Barnier was diagnosed with pulmonary embolism, a blockage in the lung’s main artery last month. He had two blood clots and had to undergo a new procedure in emergency surgery to save his life. The blood clots were a side effect from simple wrist surgery that took place in early December to repair injuries from a bicycle accident over the summer.
A few days after the surgery, he noticed it was getting harder to breathe.

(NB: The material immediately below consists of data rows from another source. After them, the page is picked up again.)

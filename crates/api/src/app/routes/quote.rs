use std::sync::Arc;

use axum::{
    extract::{rejection::JsonRejection, Extension, Query},
    http::StatusCode,
    response::IntoResponse,
    Json,
};

use cleanops_pricing::QuoteRequest;

use crate::app::routes::json_body;
use crate::app::services::AppServices;
use crate::app::{dto, errors};

/// Price a raw request. Lenient unless `?strict=true`.
pub async fn quote(
    Extension(services): Extension<Arc<AppServices>>,
    Query(params): Query<dto::QuoteParams>,
    body: Result<Json<QuoteRequest>, JsonRejection>,
) -> axum::response::Response {
    let request = match json_body(body) {
        Ok(r) => r,
        Err(resp) => return resp,
    };

    match services.orders.quote(&request, params.strict) {
        Ok(priced) => (StatusCode::OK, Json(dto::QuoteResponse::from(priced))).into_response(),
        Err(e) => errors::order_book_error_to_response(e),
    }
}
//! Weekly availability on a half-hour grid.
//!
//! Stored shape (one entry per weekday):
//!
//! ```json
//! { "Monday": { "startTime": "8:00 AM", "endTime": "8:00 PM" },
//!   "Sunday": { "startTime": "OFF", "endTime": "OFF" } }
//! ```

use chrono::{NaiveTime, Timelike};
use serde::{Deserialize, Serialize};

use cleanops_core::{DomainError, DomainResult, ValueObject, Weekday};

const OFF: &str = "OFF";
const FIRST_SLOT_HOUR: u32 = 8;
const LAST_SLOT_HOUR: u32 = 20;

/// A start or end time on the scheduling grid (8:00 AM .. 8:30 PM, every 30 minutes).
#[derive(Debug, Copy, Clone, PartialEq, Eq, PartialOrd, Ord, Hash)]
pub struct ShiftTime(NaiveTime);

impl ValueObject for ShiftTime {}

impl ShiftTime {
    /// Build a grid time from a 24-hour clock reading.
    pub fn at(hour: u32, minute: u32) -> DomainResult<Self> {
        let on_grid =
            (FIRST_SLOT_HOUR..=LAST_SLOT_HOUR).contains(&hour) && (minute == 0 || minute == 30);
        if !on_grid {
            return Err(DomainError::validation(format!(
                "{hour:02}:{minute:02} is not a schedulable time"
            )));
        }
        NaiveTime::from_hms_opt(hour, minute, 0)
            .map(Self)
            .ok_or_else(|| DomainError::validation("invalid time of day"))
    }

    /// Every grid slot in order.
    pub fn grid() -> impl Iterator<Item = ShiftTime> {
        (FIRST_SLOT_HOUR..=LAST_SLOT_HOUR)
            .flat_map(|h| [0, 30].into_iter().map(move |m| (h, m)))
            .filter_map(|(h, m)| ShiftTime::at(h, m).ok())
    }

    /// Parse the 12-hour form used in stored documents, e.g. `"8:30 AM"`.
    pub fn parse(raw: &str) -> DomainResult<Self> {
        let time = NaiveTime::parse_from_str(raw.trim(), "%I:%M %p")
            .map_err(|_| DomainError::validation(format!("invalid time '{raw}'")))?;
        Self::at(time.hour(), time.minute())
    }

    pub fn hour(self) -> u32 {
        self.0.hour()
    }

    pub fn minute(self) -> u32 {
        self.0.minute()
    }
}

impl core::fmt::Display for ShiftTime {
    fn fmt(&self, f: &mut core::fmt::Formatter<'_>) -> core::fmt::Result {
        write!(f, "{}", self.0.format("%-I:%M %p"))
    }
}

/// The option list offered for start/end times: `"OFF"` then every grid slot.
pub fn time_options() -> Vec<String> {
    core::iter::once(OFF.to_string())
        .chain(ShiftTime::grid().map(|t| t.to_string()))
        .collect()
}

/// One day's availability.
#[derive(Debug, Copy, Clone, PartialEq, Eq, Hash, Serialize, Deserialize)]
#[serde(try_from = "DayWire", into = "DayWire")]
pub enum DayAvailability {
    Off,
    Window { start: ShiftTime, end: ShiftTime },
}

impl ValueObject for DayAvailability {}

impl DayAvailability {
    pub fn window(start: ShiftTime, end: ShiftTime) -> DomainResult<Self> {
        if end <= start {
            return Err(DomainError::validation(format!(
                "shift must end after it starts ({start} - {end})"
            )));
        }
        Ok(DayAvailability::Window { start, end })
    }

    pub fn is_off(&self) -> bool {
        matches!(self, DayAvailability::Off)
    }
}

impl core::fmt::Display for DayAvailability {
    fn fmt(&self, f: &mut core::fmt::Formatter<'_>) -> core::fmt::Result {
        match self {
            DayAvailability::Off => f.write_str(OFF),
            DayAvailability::Window { start, end } => write!(f, "{start} - {end}"),
        }
    }
}

#[derive(Debug, Clone, Serialize, Deserialize)]
#[serde(rename_all = "camelCase")]
struct DayWire {
    start_time: String,
    end_time: String,
}

impl TryFrom<DayWire> for DayAvailability {
    type Error = DomainError;

    fn try_from(wire: DayWire) -> Result<Self, Self::Error> {
        // A day is off whenever its start is OFF, whatever the end says.
        if wire.start_time.trim() == OFF {
            return Ok(DayAvailability::Off);
        }
        let start = ShiftTime::parse(&wire.start_time)?;
        let end = ShiftTime::parse(&wire.end_time)?;
        DayAvailability::window(start, end)
    }
}

impl From<DayAvailability> for DayWire {
    fn from(day: DayAvailability) -> Self {
        match day {
            DayAvailability::Off => DayWire {
                start_time: OFF.to_string(),
                end_time: OFF.to_string(),
            },
            DayAvailability::Window { start, end } => DayWire {
                start_time: start.to_string(),
                end_time: end.to_string(),
            },
        }
    }
}

/// Availability for each day of the week.
#[derive(Debug, Copy, Clone, PartialEq, Eq, Serialize, Deserialize)]
#[serde(rename_all = "PascalCase")]
pub struct WeeklyAvailability {
    monday: DayAvailability,
    tuesday: DayAvailability,
    wednesday: DayAvailability,
    thursday: DayAvailability,
    friday: DayAvailability,
    saturday: DayAvailability,
    sunday: DayAvailability,
}

impl ValueObject for WeeklyAvailability {}

impl Default for WeeklyAvailability {
    /// 8:00 AM to 8:00 PM, seven days a week.
    fn default() -> Self {
        let clock = |h| ShiftTime(NaiveTime::from_hms_opt(h, 0, 0).unwrap_or_default());
        let day = DayAvailability::Window {
            start: clock(8),
            end: clock(20),
        };
        Self::uniform(day)
    }
}

impl WeeklyAvailability {
    pub fn uniform(day: DayAvailability) -> Self {
        Self {
            monday: day,
            tuesday: day,
            wednesday: day,
            thursday: day,
            friday: day,
            saturday: day,
            sunday: day,
        }
    }

    pub fn get(&self, day: Weekday) -> DayAvailability {
        match day {
            Weekday::Monday => self.monday,
            Weekday::Tuesday => self.tuesday,
            Weekday::Wednesday => self.wednesday,
            Weekday::Thursday => self.thursday,
            Weekday::Friday => self.friday,
            Weekday::Saturday => self.saturday,
            Weekday::Sunday => self.sunday,
        }
    }

    pub fn set(&mut self, day: Weekday, availability: DayAvailability) {
        let slot = match day {
            Weekday::Monday => &mut self.monday,
            Weekday::Tuesday => &mut self.tuesday,
            Weekday::Wednesday => &mut self.wednesday,
            Weekday::Thursday => &mut self.thursday,
            Weekday::Friday => &mut self.friday,
            Weekday::Saturday => &mut self.saturday,
            Weekday::Sunday => &mut self.sunday,
        };
        *slot = availability;
    }

    pub fn with(mut self, day: Weekday, availability: DayAvailability) -> Self {
        self.set(day, availability);
        self
    }

    /// Human summary grouping consecutive days with identical availability,
    /// e.g. `["Monday - Friday: 8:00 AM - 8:00 PM", "Saturday - Sunday: OFF"]`.
    pub fn summary(&self) -> Vec<String> {
        let days = Weekday::ALL;
        let mut lines = Vec::new();
        let mut run_start = days[0];
        let mut run_value = self.get(run_start);

        for pair in days.windows(2) {
            let (prev, day) = (pair[0], pair[1]);
            let value = self.get(day);
            if value == run_value {
                continue;
            }
            lines.push(render_run(run_start, prev, run_value));
            run_start = day;
            run_value = value;
        }
        lines.push(render_run(run_start, days[days.len() - 1], run_value));
        lines
    }
}

fn render_run(first: Weekday, last: Weekday, value: DayAvailability) -> String {
    if first == last {
        format!("{first}: {value}")
    } else {
        format!("{first} - {last}: {value}")
    }
}
//! The pricing rule table as named amounts.

use crate::catalog::{AddOnService, CleaningType};

/// Amounts, in whole currency units, used by the thirteen pricing rules.
#[derive(Debug, Copy, Clone, PartialEq, Eq)]
pub struct RateCard {
    pub base_fee: u64,
    pub standard_cleaning: u64,
    pub deep_cleaning: u64,
    pub per_room_or_bathroom: u64,
    pub inside_oven: u64,
    pub inside_fridge: u64,
    pub per_kitchen: u64,
    pub per_living_room: u64,
    pub per_wall: u64,
    pub per_window: u64,
    pub per_balcony: u64,
    pub per_laundry_load: u64,
    pub garage_floor: u64,
    pub dishes: u64,
}

impl RateCard {
    /// The rates quoted to clients.
    pub const STANDARD: RateCard = RateCard {
        base_fee: 50,
        standard_cleaning: 150,
        deep_cleaning: 350,
        per_room_or_bathroom: 25,
        inside_oven: 40,
        inside_fridge: 40,
        per_kitchen: 25,
        per_living_room: 15,
        per_wall: 15,
        per_window: 15,
        per_balcony: 45,
        per_laundry_load: 10,
        garage_floor: 45,
        dishes: 10,
    };

    /// Surcharge for a cleaning type; light and unset cost nothing extra.
    pub fn cleaning_surcharge(&self, cleaning_type: Option<CleaningType>) -> u64 {
        match cleaning_type {
            Some(CleaningType::Standard) => self.standard_cleaning,
            Some(CleaningType::Deep) => self.deep_cleaning,
            Some(CleaningType::Light) | None => 0,
        }
    }

    /// Flat surcharge for selecting an add-on.
    ///
    /// Walls, windows, balcony and laundry are zero here: they are charged per
    /// unit through their count fields.
    pub fn add_on(&self, service: AddOnService) -> u64 {
        match service {
            AddOnService::InsideOven => self.inside_oven,
            AddOnService::InsideFridge => self.inside_fridge,
            AddOnService::GarageFloor => self.garage_floor,
            AddOnService::Dishes => self.dishes,
            AddOnService::Walls
            | AddOnService::InsideWindows
            | AddOnService::BalconyPatio
            | AddOnService::LaundryDrying => 0,
        }
    }
}

impl Default for RateCard {
    fn default() -> Self {
        Self::STANDARD
    }
}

And on Dec. 16, the day his family was set to fly to Jamaica for Christmas, he went to the hospital because he could hardly breathe.
“The doctor said if I would have boarded the plane to Jamaica I would have died,” Barnier said.
After the surgery, he stayed in intensive care from Dec. 23-25. Though his family and friends thought it was terrible to spend Christmas in the hospital, Barnier said he was happy because it meant he was alive and breathing.
“I was scared in the sense that I knew I could die from it, but I felt really calm because I knew the doctor was good, and I had people praying for me in my room and all over the country,” Barnier said.
The coaching staff was prepared to continue Barnier’s vision of the program during his absence, said assistant track coach Aaron Lund.
“God was definitely watching over him and our team knows that he has a second chance at life,” Lund said. “When our athletes step on to the track, they know how to fight and never give up, just like Keith did.”
Barnier went back to the doctor Jan. 25 for an irregular heartbeat, which the doctors fixed with a cardioversion, a procedure in which an abnormally fast heartbeat is converted back to normal rhythm using electricity or drugs.
“I’ve learned that when your heart stops beating, everything stops, so you better take care of yourself,” Barnier said. “Secondly, we’re all going to die so there’s nothing more important than your personal relationship with Jesus Christ. We had some good talks during my time in the hospital.”
Barnier recently got permission to travel with the track team to Texas A&M this weekend, which will be his first track meet of the season.
“Coach Barnier is our leader and the captain of our ship,” Lund said. “Having him back at the meets is a great feeling. He brings a whole different level of professionalism and authentic emotion that the athletes truly respect. When [they] see him at the meet, I know they will push a little harder to make their head coach proud.”